Last month, the Ministry of Health said BA.1 and BA.2 subvariants are both circulating in New Zealand, but the BA.2 subvariant is more dominant.

Australia's first case of XE was recently reported in a returned traveller, while it was reported on Friday that subvariant BA.4 or BA.5 (which one is yet to be determined) had been detected in Melbourne's wastewater.

Covid-19 modeller David Welch said the subvariants are likely to keep case numbers up to about a thousand a day in New Zealand.

"It's not as bad as it was at the peak of the wave, but that's still quite a lot of people getting infected every day.

"The variant mix might change a little but there's nothing to suggest at the moment that we're going to get a really big new wave or even that these new variants being reported are really going to change the landscape."

Welch said the subvariants are not any more contagious than Omicron at this stage.

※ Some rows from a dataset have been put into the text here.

//! Build graph assembly.
//!
//! The build graph has one step per requested project or target plus
//! everything they depend on. Edges point from a step to the steps it
//! depends on.

use std::collections::{HashSet, VecDeque};
use std::fmt;
use std::sync::Arc;

use thiserror::Error;

use crate::core::errors::ConfigError;
use crate::core::graph::Graph;
use crate::core::label::{Label, LabelError};
use crate::core::project::Project;
use crate::core::target::Target;
use crate::core::workspace::Workspace;

pub type BuildGraph = Graph<Label, BuildStep>;

#[derive(Debug, Error)]
pub enum BuildGraphError {
    #[error("dependency cycle between {}", .labels.join(", "))]
    Cycle { labels: Vec<String> },

    #[error(transparent)]
    Config(#[from] ConfigError),

    #[error(transparent)]
    Label(#[from] LabelError),
}

#[derive(Debug, Clone)]
pub enum StepKind {
    /// Compiles a project and copies its assets.
    Project(Arc<Project>),
    /// Bundles a target.
    Target {
        project: Arc<Project>,
        target: Arc<Target>,
    },
}

/// A node of the build graph.
#[derive(Debug, Clone)]
pub struct BuildStep {
    pub label: Label,
    pub kind: StepKind,
    pub mnemonic: String,
}

impl BuildStep {
    /// Load the project or target behind `label`. A declared builder or
    /// bundler that is not registered fails here, before anything runs.
    fn load(workspace: &Workspace, label: Label) -> Result<Self, ConfigError> {
        if label.is_target() {
            let (project, target) = workspace.load_target(label)?;
            workspace.get_bundler(&target)?;
            Ok(BuildStep {
                label,
                mnemonic: format!("Bundle {}", label),
                kind: StepKind::Target { project, target },
            })
        } else {
            let project = workspace.load_project(label.project())?;
            if project.build.is_some() {
                workspace.get_builder(&project)?;
            }
            Ok(BuildStep {
                label,
                mnemonic: format!("Build {}", label),
                kind: StepKind::Project(project),
            })
        }
    }

    /// Labels of the steps this one waits for.
    pub fn dependencies(&self) -> Result<Vec<Label>, LabelError> {
        match &self.kind {
            StepKind::Project(project) => Ok(project.dependencies.labels()),
            StepKind::Target { target, .. } => Ok(vec![target.bundled_label()?]),
        }
    }

    pub fn project(&self) -> &Arc<Project> {
        match &self.kind {
            StepKind::Project(project) | StepKind::Target { project, .. } => project,
        }
    }
}

impl fmt::Display for BuildStep {
    fn fmt(&self, f: &mut fmt::Formatter<'_>) -> fmt::Result {
        f.write_str(&self.mnemonic)
    }
}

/// Expand `labels` into the build graph of everything they need.
///
/// Fails on the first configuration error, and with
/// [`BuildGraphError::Cycle`] when the result is not acyclic.
pub fn assemble(workspace: &Workspace, labels: &[Label]) -> Result<BuildGraph, BuildGraphError> {
    let mut graph = BuildGraph::new();
    let mut visited: HashSet<Label> = HashSet::new();
    let mut queue: VecDeque<Label> = labels.iter().copied().collect();
    let mut edges: Vec<(Label, Label)> = Vec::new();

    while let Some(label) = queue.pop_front() {
        if !visited.insert(label) {
            continue;
        }

        let step = BuildStep::load(workspace, label)?;
        let dependencies = step.dependencies()?;
        tracing::debug!("{}: depends on {} steps", label, dependencies.len());

        for dependency in dependencies {
            edges.push((label, dependency));
            if !visited.contains(&dependency) {
                queue.push_back(dependency);
            }
        }
        graph.add(label, step);
    }

    for (from, to) in &edges {
        graph.add_edge(from, to, ());
    }

    let cycles = graph.find_cycles();
    if let Some(cycle) = cycles.first() {
        let mut labels: Vec<String> = cycle.iter().map(|label| label.to_string()).collect();
        labels.sort();
        return Err(BuildGraphError::Cycle { labels });
    }

    Ok(graph)
}

/// Labels `label` depends on, sorted.
pub fn dependencies_of(graph: &BuildGraph, label: &Label) -> Vec<Label> {
    let mut labels: Vec<Label> = graph.edges_from(label).iter().map(|e| *e.to).collect();
    labels.sort();
    labels
}

/// Labels depending on `label`, sorted.
pub fn dependents_of(graph: &BuildGraph, label: &Label) -> Vec<Label> {
    let mut labels: Vec<Label> = graph.edges_to(label).iter().map(|e| *e.from).collect();
    labels.sort();
    labels
}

"Some of the variants that have been reported on recently like XE, also like BA.4 and BA.5, yes they are different, they might have slightly different behaviours, but they're not going to be ... the game changers that we've seen with Alpha, Delta or Omicron."

University of Canterbury epidemiologist Arindam Basu said a shift in Covid hotspots seen this weekend is expected.

Auckland is no longer the centre of the Omicron outbreak in Aotearoa.

Auckland reported 869 new cases yesterday, but the Canterbury District Health Board region reported more than twice that with 2255 cases.

The Southern DHB yesterday had the second highest case number yesterday with 1747, while Waikato had 1079.

All other regions had fewer than 1000 cases yesterday and the seven day rolling average of case numbers continued to decline, with yesterday's seven-day rolling average at 8283, compared to 10,843 for the previous Saturday.

Basu expects cases in the regions further south will grow, then also taper off, in the coming weeks - a trend which he said started weeks ago.